In my second semester as a grad student, I went out on a limb and volunteered to help Beth Dolder-Zieke, the recently retired director of career services, give a workshop on how to apply for graduate school.

I spent several years teaching world history in an inner-city private high school in St. Louis, but this was the first time I taught in a college setting. Beth offered me a part-time teaching gig, which turned into many more amazing opportunities.

Viterbo has really defined the last decade of my life in La Crosse—I think turn-of-the-century Justin would be impressed.


What do you love most about working at Viterbo?

It might sound a bit cliché, but I love the people. They’re just really, really good people to work with. I’ve had cheerleaders from the beginning—Emilio Alvarez, Father Conrad, Jane Eddy, Kirsten Gabriel, Bill Bakalars, and Deb Murray have been huge supports for me—but I am getting to know so many new faces, and I legitimately enjoy meeting everyone.

I can’t say enough good things about the staff in the counseling center—they are some of the best co-workers I’ve ever had and make coming to work each day an absolute joy.

Counselors tend to be ridiculously self-aware of our hang-ups, which is often hilarious. We keep each other humble and laughing, even on the hard days.


What inspires you?

My energy wouldn’t typically be described as “excitable”—I’m much more of an internal processor—but I find inspiration and energy from appreciating and admiring the effort other people put into their lives.

When I worked at the detention center, I was awestruck by the kids finding hope and optimism in their darkest hours, reconnecting with their families and making plans for their futures. I see this same process of change happen with my clients at Viterbo, as they overcome obstacle after obstacle in their life—it’s an incredible thing to be a part of!

In a non-work setting I get inspiration from my partner, Kate, and our two awesome kids. I see them do things like rock out at piano and viola, learn how to do handstands and snowboard, or write books and inspire students, and I’m just amazed by these gifted and wonderful people I get to spend my life with.


What advice would you give to students regarding heading out into “the real world”?

I would seriously say: be nice.

Life is so, so much easier when you’re nice. That doesn’t mean be a pushover—then you’re being nice to everyone but yourself. You never know what other people are going through, and yeah—they might make you angry or disappointed, or they might just not get you, but it takes so much effort and energy to be mean.

Be nice! I wish I had learned this much, much earlier, but hey, we’re all on our own journeys here.


Do you have a little-known fun fact about yourself that would surprise students and co-workers?

I always answer this question the same way—I’m not sure what that says about me—but I used to be a very competitive javelin thrower in high school and at university. I was the national champion in the javelin in 1998 and the state champion for Pennsylvania in 1999 and 2000. I was able to put myself through college on a full athletic scholarship.

I also used to coach at Washington University in St. Louis, and several of the athletes I coached broke school records and qualified for nationals.

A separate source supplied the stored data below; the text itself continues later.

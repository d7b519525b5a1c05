//! Run statistics and the per-vehicle result snapshot

use ordered_float::OrderedFloat;
use sorted_vec::SortedVec;
use std::fmt;

use super::types::{Cell, VehicleId};
use super::vehicle::Vehicle;

/// Frozen outcome of one vehicle, produced when the engine stops
#[derive(Debug, Clone, PartialEq)]
pub struct SimulationResult {
    pub id: VehicleId,
    pub start: Cell,
    pub target: Cell,
    pub depart_time: Option<f64>,
    pub arrive_time: Option<f64>,
    /// Trip time in seconds; `None` if the vehicle never arrived
    pub total_time: Option<f64>,
    pub distance_m: f64,
    pub avg_speed_kmh: f64,
    /// Cells the vehicle passed through, origin first
    pub path: Vec<Cell>,
    pub used_roads: Vec<Cell>,
}

impl SimulationResult {
    pub fn from_vehicle(vehicle: &Vehicle) -> Self {
        Self {
            id: vehicle.id(),
            start: vehicle.origin(),
            target: vehicle.target(),
            depart_time: vehicle.depart_time(),
            arrive_time: vehicle.arrive_time(),
            total_time: vehicle.trip_secs(),
            distance_m: vehicle.distance_m(),
            avg_speed_kmh: vehicle.avg_speed_kmh(),
            path: vehicle.route().to_vec(),
            used_roads: vehicle.visited_roads().to_vec(),
        }
    }

    pub fn arrived(&self) -> bool {
        self.total_time.is_some()
    }
}

/// Live metrics over the current vehicle population
#[derive(Debug, Clone, PartialEq, Default)]
pub struct LiveStats {
    pub arrived: usize,
    pub total: usize,
    pub mean_trip_secs: f64,
    pub min_trip_secs: f64,
    pub max_trip_secs: f64,
    pub median_trip_secs: f64,
    /// Mean of the per-vehicle average speeds of arrived vehicles, km/h
    pub mean_speed_kmh: f64,
    pub congestion: f64,
}

impl LiveStats {
    /// Aggregate over `vehicles`; `congestion` comes from the grid
    pub fn collect(vehicles: &[Vehicle], congestion: f64) -> Self {
        let trip_secs: SortedVec<OrderedFloat<f64>> = SortedVec::from_unsorted(
            vehicles
                .iter()
                .filter_map(Vehicle::trip_secs)
                .map(OrderedFloat)
                .collect(),
        );
        let arrived = vehicles.iter().filter(|v| v.is_arrived()).count();

        let (mean, min, max, median) = if trip_secs.is_empty() {
            (0.0, 0.0, 0.0, 0.0)
        } else {
            let sum: f64 = trip_secs.iter().map(|t| t.into_inner()).sum();
            (
                sum / trip_secs.len() as f64,
                trip_secs[0].into_inner(),
                trip_secs[trip_secs.len() - 1].into_inner(),
                median(&trip_secs),
            )
        };

        let speeds: Vec<f64> = vehicles
            .iter()
            .filter(|v| v.trip_secs().is_some_and(|secs| secs > 0.0))
            .map(Vehicle::avg_speed_kmh)
            .collect();
        let mean_speed_kmh = if speeds.is_empty() {
            0.0
        } else {
            speeds.iter().sum::<f64>() / speeds.len() as f64
        };

        Self {
            arrived,
            total: vehicles.len(),
            mean_trip_secs: mean,
            min_trip_secs: min,
            max_trip_secs: max,
            median_trip_secs: median,
            mean_speed_kmh,
            congestion,
        }
    }

    /// Display lines for a stats panel
    pub fn lines(&self) -> Vec<String> {
        vec![
            "[Live Traffic Stats]".to_string(),
            format!("Arrived vehicles: {}/{}", self.arrived, self.total),
            format!("Average travel time: {:.2}s", self.mean_trip_secs),
            format!("Median travel time: {:.2}s", self.median_trip_secs),
            format!("Average speed: {:.2} km/h", self.mean_speed_kmh),
            format!("Min: {:.2}s | Max: {:.2}s", self.min_trip_secs, self.max_trip_secs),
            format!("Average congestion: {:.2}", self.congestion),
        ]
    }
}

impl fmt::Display for LiveStats {
    fn fmt(&self, f: &mut fmt::Formatter<'_>) -> fmt::Result {
        f.write_str(&self.lines().join("\n"))
    }
}

fn median(sorted: &SortedVec<OrderedFloat<f64>>) -> f64 {
    let mid = sorted.len() / 2;
    if sorted.len() % 2 == 0 {
        (sorted[mid - 1].into_inner() + sorted[mid].into_inner()) / 2.0
    } else {
        sorted[mid].into_inner()
    }
}
//! Route planning over the road grid
//!
//! Vehicles call the planner through the [`PathPlanner`] trait, so a
//! memoising or incremental planner can replace the breadth-first search
//! without touching the movement gates.

use std::collections::{HashMap, VecDeque};

use super::grid::GridModel;
use super::types::Cell;

/// Produces a route between two cells
pub trait PathPlanner {
    /// Ordered cells from `start` to `goal`, both included. Empty when either
    /// endpoint cannot be routed through or no route exists.
    fn find_path(&self, grid: &GridModel, start: Cell, goal: Cell) -> Vec<Cell>;
}

/// Unweighted shortest path by breadth-first search.
///
/// Neighbours expand Up, Down, Left, Right, which fixes the tie-break between
/// equally short routes. Closed cells are not part of the road graph and so
/// are never routed through.
#[derive(Debug, Clone, Copy, Default)]
pub struct BfsPlanner;

impl PathPlanner for BfsPlanner {
    fn find_path(&self, grid: &GridModel, start: Cell, goal: Cell) -> Vec<Cell> {
        if !grid.is_routable(start) || !grid.is_routable(goal) {
            return Vec::new();
        }
        if start == goal {
            return vec![start];
        }

        let mut came_from: HashMap<Cell, Cell> = HashMap::new();
        let mut queue = VecDeque::from([start]);
        came_from.insert(start, start);

        while let Some(current) = queue.pop_front() {
            if current == goal {
                return rebuild_path(&came_from, start, goal);
            }
            for next in grid.road_neighbors(current) {
                if came_from.contains_key(&next) {
                    continue;
                }
                came_from.insert(next, current);
                queue.push_back(next);
            }
        }

        Vec::new()
    }
}

fn rebuild_path(came_from: &HashMap<Cell, Cell>, start: Cell, goal: Cell) -> Vec<Cell> {
    let mut path = vec![goal];
    let mut current = goal;
    while current != start {
        match came_from.get(&current) {
            Some(previous) => {
                current = *previous;
                path.push(current);
            }
            None => return Vec::new(),
        }
    }
    path.reverse();
    path
}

It feels like another lifetime, so I don’t talk about it much. But Kate likes to break out that knowledge from time to time and embarrass me, so this time I’m beating her to it.


What do others say about you?

Actually, this is really funny. During the Orientation Service Saturday in August, some of the students were talking about me being so nice and so fun (OK, so maybe I’m adding the fun part).

My 9-year-old son was with me, and he overheard them and said, “Oh, you don’t know my dad—he isn’t nice all the time!” He said it with so much seriousness and certainty that it must be true.

So what would others say about me? Apparently, that I’m nice and fun … but not all the time.